Our Triple Zero outage: the facts, the cause, and what's next

When I first spoke about the Triple Zero outage we experienced on March 1, I committed to conduct a swift, thorough and forensic investigation and to share the findings publicly.
Vicki Brady · 27 March 2024 · 10 minute read
Our Triple Zero investigation findings

Firstly – I want you to trust that when you call Triple Zero in an emergency, you can rely on the technology and the team behind the scenes to work seamlessly, to get you the help you need as quickly as possible. Anything less is not good enough.

Secondly – I would like to thank our Triple Zero call takers for the work they do to support all Australians. They have one of the toughest jobs of anyone I know, and on March 1 that job became much harder. They did the best they possibly could, for which I am so grateful, when our processes and systems failed. 

What happened

At 3:30am AEDT on March 1 our Triple Zero team identified an issue with Calling Line Identification (CLI) not appearing for calls coming into the service.  

CLI is critical as it provides us with the location and phone number of the person calling and is needed to transfer that call to the relevant emergency services operators.  

Our technical team immediately began investigating the cause of the issue and working on a fix, while our Triple Zero team enacted our backup process.   

That backup process involves our operator asking for the caller’s location and then manually connecting them to the relevant emergency service.  

This was successful for 346 of the 494 calls made during the incident.  

127 of the remaining 148 calls had to go through a manual email transfer and callback process as some of the phone numbers for the relevant emergency services stored in the backup database were incorrect.  

After a discussion with our Triple Zero team, the remaining 21 callers advised they did not require emergency assistance.  

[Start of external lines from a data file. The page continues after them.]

use super::context::BuildContext;
use super::error::EngineError;
use super::progress::Progress;
use super::state::{ActiveSet, Candidate, CandidatePool, LevelStats};
use super::tasks::expansion::{self, LevelPlan};
use super::tasks::{local_search, pruning};
use nalgebra::Point3;
use tracing::{info, instrument};

/// Builds the conformer pool level by level, walking the fragment tree from the root.
///
/// Level `i` samples the next `build_stepsize` rotatable bonds for every
/// surviving candidate, drops clashing children, refines and prunes the rest.
/// Without rotatable bonds, or with building disabled, the pool holds the
/// input conformer alone.
#[instrument(skip_all, name = "hierarchical_build")]
pub fn build_pool(
    context: &BuildContext,
    input: &[Point3<f64>],
) -> Result<CandidatePool, EngineError> {
    let topology = context.topology;
    let config = context.config;
    let bond_count = topology.rotatable_bond_count();
    let all_fragments: Vec<usize> = (0..topology.fragments().len()).collect();

    if !config.build || bond_count == 0 {
        info!(bonds = bond_count, "Keeping the input conformer only.");
        let conformer = context
            .scorer
            .evaluate(0, vec![0.0; bond_count], input.to_vec(), &all_fragments);
        return Ok(CandidatePool::new(vec![conformer], Vec::new()));
    }

    let mut active = ActiveSet::new(topology);
    let mut candidates: Vec<Candidate> =
        vec![context.scorer.evaluate(0, vec![0.0; bond_count], input.to_vec(), &[0])];
    let bond_order: Vec<usize> = (0..bond_count).collect();
    let levels: Vec<&[usize]> = bond_order.chunks(config.build_stepsize).collect();
    let mut stats = Vec::with_capacity(levels.len());

    for (level, bonds) in levels.iter().enumerate() {
        context.reporter.report(Progress::Message(format!(
            "Level {}/{}: sampling {} bond(s) on {} candidate(s)",
            level + 1,
            levels.len(),
            bonds.len(),
            candidates.len()
        )));
        let plan = LevelPlan::new(context, &active, bonds);
        let parents = candidates.len();
        let (children, expansion) = expansion::run(context, &candidates, &plan);
        if children.is_empty() {
            return Err(EngineError::BuildExhaustion {
                level,
                bond: bonds[0],
            });
        }
        active.activate(topology, bonds);

        let survivors = children.len();
        let (children, local_improvements) = if config.local_search {
            local_search::run(context, children, &active)
        } else {
            (children, 0)
        };
        candidates = pruning::run(children, config.max_candidates);

        let level_stats = LevelStats {
            level,
            bonds: bonds.to_vec(),
            parents,
            samples: expansion.samples,
            clashes: expansion.clashes,
            survivors,
            local_improvements,
            kept: candidates.len(),
        };
        info!(
            level,
            samples = level_stats.samples,
            clashes = level_stats.clashes,
            kept = level_stats.kept,
            best = candidates[0].score,
            "Build level complete."
        );
        context.reporter.report(Progress::LevelComplete {
            level,
            levels: levels.len(),
            survivors,
            kept: candidates.len(),
        });
        stats.push(level_stats);
    }

    Ok(CandidatePool::new(candidates, stats))
}

#[cfg(test)]
mod tests {
    use super::*;
    use crate::core::models::atom::Atom;
    use crate::core::models::element::Element;
    use crate::core::models::ligand::Ligand;
    use crate::core::models::structure::Structure;
    use crate::core::topology::{LigandTopology, build_tree};
    use crate::engine::cache::ScoreCache;
    use crate::engine::clash::ClashFilter;
    use crate::engine::config::{BuildConfig, BuildConfigBuilder};
    use crate::engine::fixtures::{alkane, blob_map, rotated};
    use crate::engine::progress::ProgressReporter;
    use crate::engine::scoring::DensityScorer;

    fn build(
        ligand: &Ligand,
        topology: &LigandTopology,
        target: &[Point3<f64>],
        receptor: Option<&Structure>,
        config: &BuildConfig,
    ) -> Result<CandidatePool, EngineError> {
        let map = blob_map(target).normalized();
        let cache = ScoreCache::default();
        let scorer = DensityScorer::new(&map, ligand, topology, &cache, config.scale);
        let clash_filter = ClashFilter::new(ligand, receptor, config.clash_tolerance);
        let reporter = ProgressReporter::new();
        let context = BuildContext::new(topology, &scorer, &clash_filter, config, &reporter);
        build_pool(&context, ligand.positions())
    }

    fn coarse() -> BuildConfigBuilder {
        BuildConfigBuilder::new().stepsize(30.0).local_search(false)
    }

    #[test]
    fn rigid_ligand_yields_the_input_conformer() {
        let ligand = alkane(3);
        let topology = build_tree(&ligand, None).unwrap();
        let config = coarse().finish().unwrap();
        let pool = build(&ligand, &topology, ligand.positions(), None, &config).unwrap();

        assert_eq!(pool.len(), 1);
        assert!(pool.levels().is_empty());
        assert_eq!(pool.best().unwrap().coordinates, ligand.positions());
    }

    #[test]
    fn disabled_build_keeps_the_input_conformer() {
        let ligand = alkane(5);
        let topology = build_tree(&ligand, None).unwrap();
        let config = coarse().build(false).finish().unwrap();
        let pool = build(&ligand, &topology, ligand.positions(), None, &config).unwrap();
        assert_eq!(pool.len(), 1);
        assert_eq!(pool.best().unwrap().dihedrals, vec![0.0, 0.0]);
    }

    #[test]
    fn one_bond_at_thirty_degrees_samples_twelve_conformers() {
        let ligand = alkane(4);
        let topology = build_tree(&ligand, None).unwrap();
        let config = coarse().finish().unwrap();
        let pool = build(&ligand, &topology, ligand.positions(), None, &config).unwrap();

        assert_eq!(pool.levels().len(), 1);
        assert_eq!(pool.levels()[0].samples, 12);
        assert_eq!(pool.len(), 12);
        // The unrotated conformer sits on the density.
        assert_eq!(pool.best().unwrap().dihedrals, vec![0.0]);
    }

    #[test]
    fn build_recovers_the_modelled_dihedrals() {
        let ligand = alkane(5);
        let topology = build_tree(&ligand, None).unwrap();
        let target = rotated(&ligand, &topology, &[60.0, -90.0]);
        let config = coarse().finish().unwrap();
        let pool = build(&ligand, &topology, &target, None, &config).unwrap();

        let best = pool.best().unwrap();
        assert_eq!(best.dihedrals, vec![60.0, -90.0]);
        for (a, b) in best.coordinates.iter().zip(&target) {
            assert!((a - b).norm() < 1e-6);
        }
    }

    #[test]
    fn batched_levels_match_sequential_levels_on_clean_data() {
        let ligand = alkane(5);
        let topology = build_tree(&ligand, None).unwrap();
        let target = rotated(&ligand, &topology, &[-60.0, 90.0]);
        let config = coarse().build_stepsize(2).finish().unwrap();
        let pool = build(&ligand, &topology, &target, None, &config).unwrap();

        assert_eq!(pool.levels().len(), 1);
        assert_eq!(pool.levels()[0].samples, 144);
        assert_eq!(pool.best().unwrap().dihedrals, vec![-60.0, 90.0]);
    }

    #[test]
    fn pool_never_exceeds_the_candidate_cap() {
        let ligand = alkane(6);
        let topology = build_tree(&ligand, None).unwrap();
        let config = coarse().max_candidates(5).finish().unwrap();
        let pool = build(&ligand, &topology, ligand.positions(), None, &config).unwrap();

        assert!(pool.len() <= 5);
        for level in pool.levels() {
            assert!(level.kept <= 5);
            assert!(level.survivors + level.clashes == level.samples);
        }
    }

    #[test]
    fn scores_are_sorted_best_first() {
        let ligand = alkane(5);
        let topology = build_tree(&ligand, None).unwrap();
        let config = coarse().finish().unwrap();
        let pool = build(&ligand, &topology, ligand.positions(), None, &config).unwrap();
        for pair in pool.candidates().windows(2) {
            assert!(pair[0].score >= pair[1].score);
        }
    }

    #[test]
    fn receptor_never_enlarges_the_pool() {
        let ligand = alkane(4);
        let topology = build_tree(&ligand, None).unwrap();
        // Occupy the spot atom C4 reaches after a 90° turn.
        let blocked = rotated(&ligand, &topology, &[90.0])[3];
        let mut receptor = Structure::new();
        receptor.add_atom(Atom::new("OW", Element::O, blocked));

        let config = coarse().max_candidates(1000).finish().unwrap();
        let free = build(&ligand, &topology, ligand.positions(), None, &config).unwrap();
        let crowded = build(&ligand, &topology, ligand.positions(), Some(&receptor), &config).unwrap();

        assert!(crowded.len() <= free.len());
        assert!(crowded.levels()[0].clashes > 0);
        assert!(crowded.candidates().iter().all(|c| c.dihedrals[0] != 90.0));
    }

    #[test]
    fn fully_blocked_level_is_an_error() {
        let ligand = alkane(4);
        let topology = build_tree(&ligand, None).unwrap();
        let bond = topology.bond(0);
        let mut receptor = Structure::new();
        // Surround the rotating atom's whole circle.
        for step in 0..36 {
            let position = rotated(&ligand, &topology, &[step as f64 * 10.0])[bond.moving_atoms[1]];
            receptor.add_atom(Atom::new("OW", Element::O, position));
        }
        let config = coarse().finish().unwrap();
        let result = build(&ligand, &topology, ligand.positions(), Some(&receptor), &config);
        assert!(matches!(
            result,
            Err(EngineError::BuildExhaustion { level: 0, bond: 0 })
        ));
    }

    #[test]
    fn local_search_only_improves_scores() {
        let ligand = alkane(5);
        let topology = build_tree(&ligand, None).unwrap();
        let target = rotated(&ligand, &topology, &[47.0, -73.0]);
        let plain = coarse().finish().unwrap();
        let refined = coarse()
            .local_search(true)
            .local_search_step(5.0)
            .local_search_passes(4)
            .finish()
            .unwrap();

        let before = build(&ligand, &topology, &target, None, &plain).unwrap();
        let after = build(&ligand, &topology, &target, None, &refined).unwrap();
        assert!(after.best().unwrap().score >= before.best().unwrap().score);
        assert!(after.levels().iter().any(|l| l.local_improvements > 0));
    }

    #[test]
    fn repeated_builds_are_identical() {
        let ligand = alkane(6);
        let topology = build_tree(&ligand, None).unwrap();
        let target = rotated(&ligand, &topology, &[30.0, -60.0, 180.0]);
        let config = BuildConfigBuilder::new()
            .stepsize(20.0)
            .max_candidates(20)
            .finish()
            .unwrap();

        let first = build(&ligand, &topology, &target, None, &config).unwrap();
        let second = build(&ligand, &topology, &target, None, &config).unwrap();
        assert_eq!(first, second);
    }
}
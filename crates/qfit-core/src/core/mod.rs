//! # Core Module
//!
//! Stateless building blocks for multiconformer ligand modelling: molecular
//! data models, the crystallographic density map, the ligand fragment tree,
//! geometry helpers and file I/O.
//!
//! ## Architecture
//!
//! - **Molecular Representation** ([`models`]) - Atoms, elements, structures and the indexed ligand
//! - **Electron Density** ([`density`]) - Unit cell, gridded maps and the atomic density model
//! - **Ligand Topology** ([`topology`]) - Rigid fragments and rotatable bonds
//! - **File I/O** ([`io`]) - PDB coordinates and CCP4/MRC density maps
//! - **Geometry** ([`utils`]) - Rotations about bonds, dihedrals and RMSD
//!
//! Nothing in this layer holds global state; the [`crate::engine`] layer
//! combines these pieces into the build and selection algorithms.

pub mod density;
pub mod io;
pub mod models;
pub mod topology;
pub mod utils;
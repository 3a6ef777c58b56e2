use slotmap::new_key_type;

new_key_type! {
    pub struct AtomId;
}
use crate::core::topology::LigandTopology;
use nalgebra::Point3;
use serde::Serialize;
use std::cmp::Ordering;

/// Running weighted density sum over the active atoms of a conformer.
#[derive(Debug, Clone, Copy, PartialEq, Default)]
pub struct FitAccumulator {
    pub weighted_sum: f64,
    pub weight_total: f64,
}

impl FitAccumulator {
    #[inline]
    pub fn add(&mut self, weight: f64, density: f64) {
        self.weighted_sum += weight * density;
        self.weight_total += weight;
    }

    #[inline]
    pub fn remove(&mut self, weight: f64, density: f64) {
        self.weighted_sum -= weight * density;
        self.weight_total -= weight;
    }

    /// Weighted mean when `scale` is set, weighted sum otherwise.
    pub fn score(&self, scale: bool) -> f64 {
        if !scale {
            return self.weighted_sum;
        }
        if self.weight_total > 0.0 {
            self.weighted_sum / self.weight_total
        } else {
            0.0
        }
    }
}

/// One ligand conformer in the pool.
#[derive(Debug, Clone, PartialEq)]
pub struct Candidate {
    /// Position in the enumeration of its build level.
    pub index: usize,
    /// Offset from the input dihedral of each rotatable bond, in degrees.
    pub dihedrals: Vec<f64>,
    pub coordinates: Vec<Point3<f64>>,
    /// Map value at each atom; only meaningful for active atoms.
    pub atom_density: Vec<f64>,
    pub fit: FitAccumulator,
    pub score: f64,
}

impl Candidate {
    /// Descending score; equal scores keep their existing order under a stable sort.
    pub fn by_score_descending(a: &Candidate, b: &Candidate) -> Ordering {
        b.score.partial_cmp(&a.score).unwrap_or(Ordering::Equal)
    }
}

/// Fragments whose atoms take part in scoring and clash checks.
///
/// Starts with the root fragment; each processed bond adds its child fragment.
#[derive(Debug, Clone, PartialEq)]
pub struct ActiveSet {
    processed: usize,
    fragments: Vec<usize>,
    atoms: Vec<bool>,
}

impl ActiveSet {
    pub fn new(topology: &LigandTopology) -> Self {
        let atom_count = topology.fragments().iter().map(|f| f.atoms.len()).sum();
        let mut atoms = vec![false; atom_count];
        for &atom in &topology.root_fragment().atoms {
            atoms[atom] = true;
        }
        Self {
            processed: 0,
            fragments: vec![0],
            atoms,
        }
    }

    /// Marks `bonds` (the next ones in processing order) as sampled.
    pub fn activate(&mut self, topology: &LigandTopology, bonds: &[usize]) {
        for &bond in bonds {
            let fragment = topology.bond(bond).child_fragment;
            self.fragments.push(fragment);
            for &atom in &topology.fragments()[fragment].atoms {
                self.atoms[atom] = true;
            }
            self.processed = self.processed.max(bond + 1);
        }
    }

    /// Number of bonds already sampled; these are bonds `0..processed`.
    pub fn processed(&self) -> usize {
        self.processed
    }

    pub fn fragments(&self) -> &[usize] {
        &self.fragments
    }

    pub fn is_active(&self, atom: usize) -> bool {
        self.atoms[atom]
    }

    pub fn atoms(&self) -> impl Iterator<Item = usize> + '_ {
        self.atoms
            .iter()
            .enumerate()
            .filter_map(|(i, &active)| active.then_some(i))
    }
}

/// Counters of one build level.
#[derive(Debug, Clone, Default, PartialEq, Serialize)]
pub struct LevelStats {
    pub level: usize,
    pub bonds: Vec<usize>,
    pub parents: usize,
    pub samples: usize,
    pub clashes: usize,
    pub survivors: usize,
    pub local_improvements: usize,
    pub kept: usize,
}

/// The conformers produced by the builder, best first.
#[derive(Debug, Clone, Default, PartialEq)]
pub struct CandidatePool {
    candidates: Vec<Candidate>,
    levels: Vec<LevelStats>,
}

impl CandidatePool {
    pub fn new(candidates: Vec<Candidate>, levels: Vec<LevelStats>) -> Self {
        Self { candidates, levels }
    }

    pub fn len(&self) -> usize {
        self.candidates.len()
    }

    pub fn is_empty(&self) -> bool {
        self.candidates.is_empty()
    }

    pub fn candidates(&self) -> &[Candidate] {
        &self.candidates
    }

    pub fn get(&self, index: usize) -> Option<&Candidate> {
        self.candidates.get(index)
    }

    pub fn best(&self) -> Option<&Candidate> {
        self.candidates.first()
    }

    pub fn levels(&self) -> &[LevelStats] {
        &self.levels
    }
}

Within 90 minutes of the incident beginning, the team had restarted the impacted server and the service returned to normal. 

What caused the issue

Our investigation has concluded that the issue on the morning of March 1 was the combination of a technical fault, an issue in our backup process and a communication error that occurred in the heat of the moment.

Technical fault

At 3:30am AEDT on March 1 there was a high volume of registration requests to the platform that manages CLI for the Triple Zero service. These requests came from medical alert devices, which are IoT devices, that are designed to make emergency calls. 

At the time of the incident, these devices were not making calls, but registering on our network in preparation should they need to do so in the future. 

This would not ordinarily cause an issue, however on this occasion it coincided with other system activity that resulted in connections to the database to reach the maximum limit. This triggered an existing but previously undetected software fault, which in turn caused the platform to become unresponsive and not able to recover on its own. 

Backup process issue

For all 24 state emergency operators, we store a backup phone number in a secondary database that can be used for manual transfer should it be needed. For eight of the 24 numbers the stored number was not correct, which prevented our team from making the manual transfer of the call to the respective emergency services operator.

Communication error

Finally, there were delays in some callers receiving call backs from emergency services operators, mainly in Victoria.

When our team identified an issue with the phone numbers they resorted to email, and were supplied an updated email address for Triple Zero Victoria during the incident. This address was incorrectly entered into the system. Our team identified the error within 13 minutes, but this did still cause a delay.

Ensuring we have the right contact numbers for emergency services operators is basic and something we should have gotten right.

Relying on email as a fallback in this situation is far from ideal, and introduced a delay that is entirely unacceptable. The team introduced it as a last resort when our manual transfer backup failed. 

What’s next

We need to get this right every time. I am personally overseeing the work to implement a number of improvements identified immediately after the incident or through our investigation. 

What we did immediately

  • Increased the connection capacity of our CLI platform database, to mitigate the risk of the issue happening again. 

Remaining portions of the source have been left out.